The Docklands is not the CBD it is a suburb of it’s own with it’s own postcode 3008. I personally have not seen or heard of any issues in regards to the lending towards apartments in the Docklands. Of course all banks are different.
Another important thing to look at when investing in this area is the price per square metre. Note: do not include balcony size.
Gus, that was a very good post, as you brought up some very good points.
I hope this helps Fernando even more.
Regards,
Mannie.
“It’s too late to go back and make a brand new start, but from today you make a brand new end”.
To answer your question 7% represents the empty units.Close to one in ten. That means competition for tenants is fierce. I would not like to be one of the ten forced to discount to a 3% yeild to get a tenant. Rule of thumb for many years has been no higher than 3% vacancy is acceptable.
Thanks guys! That is great information. Obviously I am a newbie and sharks love dummies like me. Never the less, I am serious about looking into this and I am reading…reading…talking…talking a lot all the time… so eventually I will make a good decision.
For now I’ll just sit on my laurals for around 1 or 2 years (more?) and see what happens. Most people I’ve talked to are doing the same thing.
For now… it’s looking at a good credit line, getting the house debt halved (or paid off) and then looking at investing into property…
Thanks again… and I’ll be around here reading all your posts. This is a great place.
I agree with Steve. Wow! From your post Mannie,
I’m amazed at how banks re-invent themselves in order to maintain business. I have very little financial savvy, but imagine being the head of one of these creative banks, just blows my mind!

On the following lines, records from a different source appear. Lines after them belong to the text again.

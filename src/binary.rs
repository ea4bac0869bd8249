//! Conversions between strings of binary digits and hex strings.

use crate::{Error, Result};

const BITS_PER_NIBBLE: usize = 4;
const HEX_DIGITS: &[u8; 16] = b"0123456789abcdef";

fn bit(digit: char, index: usize) -> Result<u8> {
    match digit {
        '0' => Ok(0),
        '1' => Ok(1),
        _ => Err(Error::InvalidBinaryDigit { digit, index }),
    }
}

/// Convert a string of `0`/`1` digits to lowercase hex, four bits per hex digit.
///
/// The input must be a non-empty whole number of bytes (a multiple of 8 digits).
pub fn binary_to_hex<S: AsRef<str>>(s: S) -> Result<String> {
    let s = s.as_ref();
    if s.is_empty() || s.len() % 8 != 0 {
        return Err(Error::InvalidLength {
            what: "binary string",
            len: s.len(),
        });
    }

    let bits = s
        .char_indices()
        .map(|(index, digit)| bit(digit, index))
        .collect::<Result<Vec<_>>>()?;

    Ok(bits
        .chunks_exact(BITS_PER_NIBBLE)
        .map(|group| group.iter().fold(0usize, |acc, &b| acc << 1 | usize::from(b)))
        .map(|nibble| HEX_DIGITS[nibble] as char)
        .collect())
}

/// Convert a hex string to binary digits, four zero-padded bits per hex digit.
pub fn hex_to_binary<S: AsRef<str>>(s: S) -> Result<String> {
    let s = s.as_ref();
    if s.len() % 2 != 0 {
        return Err(Error::OddLength(s.len()));
    }

    let mut out = String::with_capacity(s.len() * BITS_PER_NIBBLE);
    for (index, digit) in s.char_indices() {
        let nibble = digit
            .to_digit(16)
            .ok_or(Error::InvalidHexDigit { digit, index })?;
        out.push_str(&format!("{nibble:04b}"));
    }
    Ok(out)
}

I know what happened with MIRVAC in Cheltenham and so many investors got burnt. Rental yields around the suburbs are struggling (from my research) so I don’t think inner suburbs would fare much better?
I also was told to stay away from Inner CBD (is this because all the financial savvy people are getting in?). I must say, there is one thing to say for passive investing (ie Shares)for mothers and fathers!
How many Inner CBD apartments are for sale at present? I think if one waits another year or two, we’ll see a lot more on the market. Remember it’s just been a seller’s market… so…the reverse is true.